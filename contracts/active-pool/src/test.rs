#![cfg(test)]
#![allow(deprecated)]
extern crate std;

use pool_interface::types::error::Error;
use pool_interface::{ActivePoolClient, DefaultPoolClient, StabilityPoolClient};
use soroban_sdk::testutils::{Address as _, Events};
use soroban_sdk::token::Client as TokenClient;
use soroban_sdk::token::StellarAssetClient as TokenAdminClient;
use soroban_sdk::{vec, Address, Env, IntoVal, Symbol};

use crate::ActivePool;
use default_pool::DefaultPool;
use stability_pool::StabilityPool;

struct Sut<'a> {
    pool: ActivePoolClient<'a>,
    token: TokenClient<'a>,
    token_admin: TokenAdminClient<'a>,
    borrower_operations: Address,
    trove_manager: Address,
    stability_pool: Address,
    default_pool: Address,
}

fn init_pool<'a>(env: &Env) -> Sut<'a> {
    let token_admin = Address::generate(env);
    let token_address = env.register_stellar_asset_contract(token_admin.clone());

    let pool = ActivePoolClient::new(env, &env.register_contract(None, ActivePool));

    let borrower_operations = Address::generate(env);
    let trove_manager = Address::generate(env);
    let stability_pool = Address::generate(env);
    let default_pool = Address::generate(env);

    pool.initialize(
        &borrower_operations,
        &trove_manager,
        &stability_pool,
        &default_pool,
        &token_address,
    );

    Sut {
        pool,
        token: TokenClient::new(env, &token_address),
        token_admin: TokenAdminClient::new(env, &token_address),
        borrower_operations,
        trove_manager,
        stability_pool,
        default_pool,
    }
}

fn fund_pool(env: &Env, sut: &Sut, amount: i128) {
    sut.token_admin.mint(&sut.borrower_operations, &amount);
    sut.token.approve(
        &sut.borrower_operations,
        &sut.pool.address,
        &amount,
        &(env.ledger().sequence() + 100),
    );
    sut.pool.receive_collateral(&sut.borrower_operations, &amount);
}

/// Active, Default and Stability Pool wired against each other for
/// cross-pool moves.
struct Protocol<'a> {
    active_pool: ActivePoolClient<'a>,
    default_pool: DefaultPoolClient<'a>,
    stability_pool: StabilityPoolClient<'a>,
    token: TokenClient<'a>,
    token_admin: TokenAdminClient<'a>,
    borrower_operations: Address,
    trove_manager: Address,
}

fn init_protocol<'a>(env: &Env) -> Protocol<'a> {
    let token_admin = Address::generate(env);
    let token_address = env.register_stellar_asset_contract(token_admin.clone());

    let active_pool = ActivePoolClient::new(env, &env.register_contract(None, ActivePool));
    let default_pool = DefaultPoolClient::new(env, &env.register_contract(None, DefaultPool));
    let stability_pool =
        StabilityPoolClient::new(env, &env.register_contract(None, StabilityPool));

    let borrower_operations = Address::generate(env);
    let trove_manager = Address::generate(env);

    active_pool.initialize(
        &borrower_operations,
        &trove_manager,
        &stability_pool.address,
        &default_pool.address,
        &token_address,
    );
    default_pool.initialize(&trove_manager, &active_pool.address, &token_address);
    stability_pool.initialize(
        &borrower_operations,
        &trove_manager,
        &active_pool.address,
        &token_address,
    );

    Protocol {
        active_pool,
        default_pool,
        stability_pool,
        token: TokenClient::new(env, &token_address),
        token_admin: TokenAdminClient::new(env, &token_address),
        borrower_operations,
        trove_manager,
    }
}

fn fund_active_pool(env: &Env, protocol: &Protocol, amount: i128) {
    protocol
        .token_admin
        .mint(&protocol.borrower_operations, &amount);
    protocol.token.approve(
        &protocol.borrower_operations,
        &protocol.active_pool.address,
        &amount,
        &(env.ledger().sequence() + 100),
    );
    protocol
        .active_pool
        .receive_collateral(&protocol.borrower_operations, &amount);
}

#[test]
fn should_set_token_address() {
    let env = Env::default();
    env.mock_all_auths();

    let sut = init_pool(&env);

    assert_eq!(sut.pool.get_collateral_token_address(), sut.token.address);
    assert_eq!(sut.pool.borrower_operations(), sut.borrower_operations);
    assert_eq!(sut.pool.trove_manager(), sut.trove_manager);
    assert_eq!(sut.pool.stability_pool(), sut.stability_pool);
    assert_eq!(sut.pool.default_pool(), sut.default_pool);
}

#[test]
fn should_start_empty() {
    let env = Env::default();
    env.mock_all_auths();

    let sut = init_pool(&env);

    assert_eq!(sut.pool.get_collateral(), 0);
    assert_eq!(sut.pool.get_debt(), 0);
}

#[test]
#[should_panic(expected = "HostError: Error(Contract, #0)")]
fn should_fail_when_already_initialized() {
    let env = Env::default();
    env.mock_all_auths();

    let sut = init_pool(&env);

    sut.pool.initialize(
        &sut.borrower_operations,
        &sut.trove_manager,
        &sut.stability_pool,
        &sut.default_pool,
        &sut.token.address,
    );
}

#[test]
fn should_increase_and_decrease_debt() {
    let env = Env::default();
    env.mock_all_auths();

    let sut = init_pool(&env);

    sut.pool.increase_debt(&sut.borrower_operations, &100);
    assert_eq!(sut.pool.get_debt(), 100);

    sut.pool.decrease_debt(&sut.borrower_operations, &100);
    assert_eq!(sut.pool.get_debt(), 0);
}

#[test]
fn should_allow_trove_manager_to_mutate_debt() {
    let env = Env::default();
    env.mock_all_auths();

    let sut = init_pool(&env);

    sut.pool.increase_debt(&sut.trove_manager, &250);
    sut.pool.decrease_debt(&sut.trove_manager, &50);

    assert_eq!(sut.pool.get_debt(), 200);
}

#[test]
fn should_emit_debt_updated() {
    let env = Env::default();
    env.mock_all_auths();

    let sut = init_pool(&env);

    sut.pool.increase_debt(&sut.borrower_operations, &100);

    let event = env.events().all().pop_back_unchecked();
    assert_eq!(
        vec![&env, event],
        vec![
            &env,
            (
                sut.pool.address.clone(),
                (Symbol::new(&env, "debt_updated"),).into_val(&env),
                100i128.into_val(&env)
            ),
        ]
    );
}

#[test]
fn should_reject_unknown_debt_mutator() {
    let env = Env::default();
    env.mock_all_auths();

    let sut = init_pool(&env);
    let alice = Address::generate(&env);

    assert_eq!(
        sut.pool.try_increase_debt(&alice, &100),
        Err(Ok(Error::Unauthorized))
    );
    assert_eq!(sut.pool.get_debt(), 0);

    sut.pool.increase_debt(&sut.borrower_operations, &100);

    assert_eq!(
        sut.pool.try_decrease_debt(&alice, &100),
        Err(Ok(Error::Unauthorized))
    );
    assert_eq!(sut.pool.get_debt(), 100);
}

#[test]
fn should_reject_zero_amount() {
    let env = Env::default();
    env.mock_all_auths();

    let sut = init_pool(&env);

    assert_eq!(
        sut.pool.try_increase_debt(&sut.borrower_operations, &0),
        Err(Ok(Error::InvalidAmount))
    );
    assert_eq!(
        sut.pool.try_increase_debt(&sut.borrower_operations, &-1),
        Err(Ok(Error::InvalidAmount))
    );
}

#[test]
fn should_fail_decreasing_debt_below_zero() {
    let env = Env::default();
    env.mock_all_auths();

    let sut = init_pool(&env);

    assert_eq!(
        sut.pool.try_decrease_debt(&sut.borrower_operations, &1),
        Err(Ok(Error::InsufficientDebt))
    );
    assert_eq!(sut.pool.get_debt(), 0);
}

#[test]
fn should_fail_closed_on_debt_overflow() {
    let env = Env::default();
    env.mock_all_auths();

    let sut = init_pool(&env);

    sut.pool.increase_debt(&sut.borrower_operations, &i128::MAX);

    assert_eq!(
        sut.pool.try_increase_debt(&sut.borrower_operations, &1),
        Err(Ok(Error::MathOverflowError))
    );
    assert_eq!(sut.pool.get_debt(), i128::MAX);
}

#[test]
fn should_receive_collateral() {
    let env = Env::default();
    env.mock_all_auths();

    let sut = init_pool(&env);

    fund_pool(&env, &sut, 100);

    assert_eq!(sut.pool.get_collateral(), 100);
    assert_eq!(sut.token.balance(&sut.pool.address), 100);
    assert_eq!(sut.token.balance(&sut.borrower_operations), 0);
}

#[test]
fn should_leave_counter_when_pull_fails() {
    let env = Env::default();
    env.mock_all_auths();

    let sut = init_pool(&env);

    // no allowance granted, the pull reverts inside the token contract
    sut.token_admin.mint(&sut.borrower_operations, &100);
    assert!(sut
        .pool
        .try_receive_collateral(&sut.borrower_operations, &100)
        .is_err());

    assert_eq!(sut.pool.get_collateral(), 0);
    assert_eq!(sut.token.balance(&sut.pool.address), 0);
}

#[test]
fn should_reject_unknown_collateral_source() {
    let env = Env::default();
    env.mock_all_auths();

    let sut = init_pool(&env);
    let alice = Address::generate(&env);

    sut.token_admin.mint(&alice, &100);
    sut.token.approve(
        &alice,
        &sut.pool.address,
        &100,
        &(env.ledger().sequence() + 100),
    );

    assert_eq!(
        sut.pool.try_receive_collateral(&alice, &100),
        Err(Ok(Error::Unauthorized))
    );
    assert_eq!(sut.pool.get_collateral(), 0);
}

#[test]
fn should_send_collateral_to_external_recipient() {
    let env = Env::default();
    env.mock_all_auths();

    let sut = init_pool(&env);
    let bob = Address::generate(&env);

    fund_pool(&env, &sut, 100);

    sut.pool.send_collateral(&sut.borrower_operations, &bob, &100);

    assert_eq!(sut.pool.get_collateral(), 0);
    assert_eq!(sut.token.balance(&bob), 100);
    assert_eq!(sut.token.balance(&sut.pool.address), 0);
}

#[test]
fn should_fail_sending_more_than_recorded() {
    let env = Env::default();
    env.mock_all_auths();

    let sut = init_pool(&env);
    let bob = Address::generate(&env);

    fund_pool(&env, &sut, 100);

    assert_eq!(
        sut.pool
            .try_send_collateral(&sut.borrower_operations, &bob, &150),
        Err(Ok(Error::InsufficientCollateral))
    );
    assert_eq!(sut.pool.get_collateral(), 100);
    assert_eq!(sut.token.balance(&bob), 0);
}

#[test]
fn should_reject_unknown_collateral_sender() {
    let env = Env::default();
    env.mock_all_auths();

    let sut = init_pool(&env);
    let alice = Address::generate(&env);

    fund_pool(&env, &sut, 100);

    assert_eq!(
        sut.pool.try_send_collateral(&alice, &alice, &100),
        Err(Ok(Error::Unauthorized))
    );
    assert_eq!(sut.pool.get_collateral(), 100);
}

#[test]
fn should_move_collateral_to_default_pool() {
    let env = Env::default();
    env.mock_all_auths();

    let protocol = init_protocol(&env);

    fund_active_pool(&env, &protocol, 100);

    protocol.active_pool.send_collateral(
        &protocol.trove_manager,
        &protocol.default_pool.address,
        &40,
    );

    assert_eq!(protocol.active_pool.get_collateral(), 60);
    assert_eq!(protocol.default_pool.get_collateral(), 40);
    assert_eq!(protocol.token.balance(&protocol.active_pool.address), 60);
    assert_eq!(protocol.token.balance(&protocol.default_pool.address), 40);
}

#[test]
fn should_move_collateral_to_stability_pool() {
    let env = Env::default();
    env.mock_all_auths();

    let protocol = init_protocol(&env);

    fund_active_pool(&env, &protocol, 100);

    protocol.active_pool.send_collateral(
        &protocol.stability_pool.address,
        &protocol.stability_pool.address,
        &100,
    );

    assert_eq!(protocol.active_pool.get_collateral(), 0);
    assert_eq!(protocol.stability_pool.get_collateral(), 100);
    assert_eq!(protocol.token.balance(&protocol.stability_pool.address), 100);
}

#[test]
fn should_return_collateral_from_default_pool() {
    let env = Env::default();
    env.mock_all_auths();

    let protocol = init_protocol(&env);

    fund_active_pool(&env, &protocol, 100);
    protocol.active_pool.send_collateral(
        &protocol.trove_manager,
        &protocol.default_pool.address,
        &100,
    );

    assert_eq!(protocol.active_pool.get_collateral(), 0);
    assert_eq!(protocol.default_pool.get_collateral(), 100);

    protocol
        .default_pool
        .send_collateral_to_active_pool(&protocol.trove_manager, &100);

    assert_eq!(protocol.default_pool.get_collateral(), 0);
    assert_eq!(protocol.active_pool.get_collateral(), 100);
    assert_eq!(protocol.token.balance(&protocol.active_pool.address), 100);
    assert_eq!(protocol.token.balance(&protocol.default_pool.address), 0);
}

PROBLEM TO SOLVE:
Determine, please, how many lines hold "alice" in the records, and give that number by itself.

EXERCISE ANSWER:
9